First, a couple pointers that can help make your code easier to read (and write):

Stop reading parameters from the user via STDIN while the script is running, and start using @ARGV to get those params from the command line. Better for the programmer, and better for the user. Trust me on that.
Now that you're using "strict", start declaring your variables at the points (in the blocks) where they are actually used, instead of declaring them all at the start and giving them all global scope. And you can initialize a variable to some value at the same time you declare it with "my".

(I'll demonstrate those ideas below.)

Now the big issue seems to be that you don't really have an appropriate algorithm. Big red flags include:

you go into a complicated arrangement of nested "while" loops that all read from the same file
you try to rewind the file to overcome the problem of reading too far within a nested while loop (and it looks like your guessing about how far you should rewind)
you open two output files within the main while loop, and after writing strange patterns of text to those and leaving the while loop, you then open them for reading and load their full contents into arrays -- when you should just be storing these contents in arrays in the first place, and not writing this stuff to files at all.
you repeat lines of code that don't need to be repeated: "if this sequence is above threshold, write to ORG and write to INPUT; else write to ORG" -- bleah.
the first time you run fasta34, it seems like "$seqfile" (a value supplied by the user) refers to something that already exists and fasta34 uses it as input; later, when you run fasta34 inside the final while loop, you're passing a file named "querry.aa", which is still being written to in the same while loop that runs fasta, which is using that file as input -- this makes no sense.

So I'd like see if I can figure out what sort of process you're really trying to achieve here, and see if I can propose an algorithm that is appropriate.

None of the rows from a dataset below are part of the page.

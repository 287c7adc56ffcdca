use std::collections::VecDeque;

use crate::games::SessionRng;
use crate::log;
use crate::storage::ProfileStore;
use super::game_state::SnakeGameState;
use super::settings::SnakeGameSettings;
use super::types::{DeathReason, Direction, GameMode, Point, RunState, StepOutcome};

#[derive(Clone, Copy, Debug, PartialEq)]
pub enum GameEvent {
    Turn(Direction),
    Restart,
    ChangeMode(GameMode),
    Reconfigure(SnakeGameSettings),
}

#[derive(Clone, Copy, Debug)]
pub struct GameView<'a> {
    pub chain: &'a VecDeque<Point>,
    pub food: Point,
    pub score: u32,
    pub best_score: u32,
    pub board_tiles: u32,
    pub run_state: RunState,
    pub mode: GameMode,
    pub death_reason: Option<DeathReason>,
}

pub struct SnakeSession {
    settings: SnakeGameSettings,
    state: Option<SnakeGameState>,
    rng: SessionRng,
    profile: ProfileStore,
    best_score: u32,
    events: VecDeque<GameEvent>,
}

impl SnakeSession {
    pub fn new(settings: SnakeGameSettings, profile: ProfileStore, rng: SessionRng) -> Self {
        let best_score = profile.best_score();
        Self {
            settings: settings.sanitized(),
            state: None,
            rng,
            profile,
            best_score,
            events: VecDeque::new(),
        }
    }

    pub fn start(&mut self) {
        let grid = self.settings.grid();
        log!(
            "Starting {}x{} {} game at {} moves/s (seed {})",
            grid.tiles(),
            grid.tiles(),
            self.settings.mode.label(),
            self.settings.moves_per_second,
            self.rng.seed()
        );
        self.state = Some(SnakeGameState::new(grid, self.settings.mode, &mut self.rng));
    }

    pub fn restart_with(&mut self, settings: SnakeGameSettings) {
        self.settings = settings.sanitized();
        self.start();
    }

    pub fn set_direction(&mut self, direction: Direction) -> bool {
        match self.state.as_mut() {
            Some(state) => state.set_pending_direction(direction),
            None => false,
        }
    }

    pub fn push_event(&mut self, event: GameEvent) {
        self.events.push_back(event);
    }

    /// Applies queued events. Returns whether a new round was started.
    pub fn drain_events(&mut self) -> bool {
        let mut restarted = false;
        while let Some(event) = self.events.pop_front() {
            match event {
                GameEvent::Turn(direction) => {
                    self.set_direction(direction);
                }
                GameEvent::Restart => {
                    self.start();
                    restarted = true;
                }
                GameEvent::ChangeMode(mode) => {
                    let settings = SnakeGameSettings {
                        mode,
                        ..self.settings
                    };
                    self.restart_with(settings);
                    restarted = true;
                }
                GameEvent::Reconfigure(settings) => {
                    self.restart_with(settings);
                    restarted = true;
                }
            }
        }
        restarted
    }

    pub fn step(&mut self) -> StepOutcome {
        let Some(state) = self.state.as_mut() else {
            return StepOutcome::NotRunning;
        };

        let outcome = state.step(&mut self.rng);
        if let StepOutcome::Ate { score } = outcome
            && score > self.best_score
        {
            self.best_score = score;
            self.profile.save_best_score(score);
            log!("New best score: {}", score);
        }
        outcome
    }

    pub fn run_state(&self) -> RunState {
        self.state
            .as_ref()
            .map_or(RunState::Idle, |state| state.run_state())
    }

    pub fn view(&self) -> Option<GameView<'_>> {
        let state = self.state.as_ref()?;
        Some(GameView {
            chain: state.chain(),
            food: state.food(),
            score: state.score(),
            best_score: self.best_score,
            board_tiles: state.grid().tiles(),
            run_state: state.run_state(),
            mode: state.mode(),
            death_reason: state.death_reason(),
        })
    }

    pub fn state(&self) -> Option<&SnakeGameState> {
        self.state.as_ref()
    }

    pub fn settings(&self) -> &SnakeGameSettings {
        &self.settings
    }

    pub fn best_score(&self) -> u32 {
        self.best_score
    }

    pub fn profile(&self) -> &ProfileStore {
        &self.profile
    }

    #[cfg(test)]
    pub(crate) fn state_mut(&mut self) -> Option<&mut SnakeGameState> {
        self.state.as_mut()
    }
}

It would be a lot easier if you could supply samples for just a couple records from the fasta34 output -- they don't even need to be complete records: if each sequence is 50 lines long, it would be good enough to trim away the middle 45 lines.

Still, here's a pseudo-code description of what I think you should be trying to do. Based on my minimal knowledge about fasta files, I'll assume that a double angle bracket ">>" marks the start of a new sequence record, so let's use perl's "input record separator" variable to read a whole multiline record at once:

- get the user-specified sequence file, library file and cut-off perce
+ntage
- run fasta34.exe with the sequence file and library file
- open the file that was output by fasta34
- set INPUT_RECORD_SEPARATOR ($/) to ">>"
- reading each record of the fasta34 output file:
 -- the first read will contain just ">>", so skip it
 -- match /(\d+\.\d+)% identity/ and save the captured string as $per
 -- push the record onto an "org" array
 -- if $per > cut-off value, push the record onto an "input" array

# You now have all the original fasta output in @org, and
# all the "above-threshold" records in @input.  At this point,
# you want to run fasta again, but I can't figure out what
# input you want to give it, how many times you really need
# to run it, or how you should use the subsequent output.
[download]

Can you possibly explain this last stage in clear, basic steps? To get you started, here's that first set of pseudo-code, converted to untested perl-code:

#!/usr/bin/perl

use strict;
use warnings;

chdir "c:/perl/sam" or die "can't chdir to c:/perl/sam: $!";

# get the user-specified sequence file, library file
# and cut-off percentage

my ( $seqfile, $libfile, $cutoff ) = @ARGV;
die "Usage: $0 seq.file lib.file cutoff\n"
    unless ( @ARGV == 3 and -f $seqfile and -f $libfile
             and $cutoff =~ /^\d+\.?\d*$/ );

# run fasta34.exe with the sequence file and library file

my $main = "main.fasta";
my $result = system("fasta34.exe -O $main -Q $seqfile $library");
if ($result >> 8) {
    warn "fasta34.exe ended with non-zero exit status \n";
}

# open the file that was output by fasta34

open(FASTA,"$main") or die "cant open fasta34 output file: $!";

$/ = '>>';  # set INPUT_RECORD_SEPARATOR to ">>"

while (<FASTA>)
{
    chomp;  # this removes ">>" from the end of the string

    next if ( /^\s*$/ );  # skip the first read (update: decided not t
+o test length())

    ($per) = /(\d+\.\d+)% identity/;

    push @org, ">>$_";
    push @input, ">>$_" if ($per > $cutoff);
}
close FASTA;

# if you want to save @input and/or @org to a file and run fasta34 aga
+in:

open OUT, ">nextinput.fasta" or die $!;
print OUT join '', @input;
close OUT;

# and likewise for @org
[download]

Try that out as a start and see where it might take you as you figure out what the next step should really be.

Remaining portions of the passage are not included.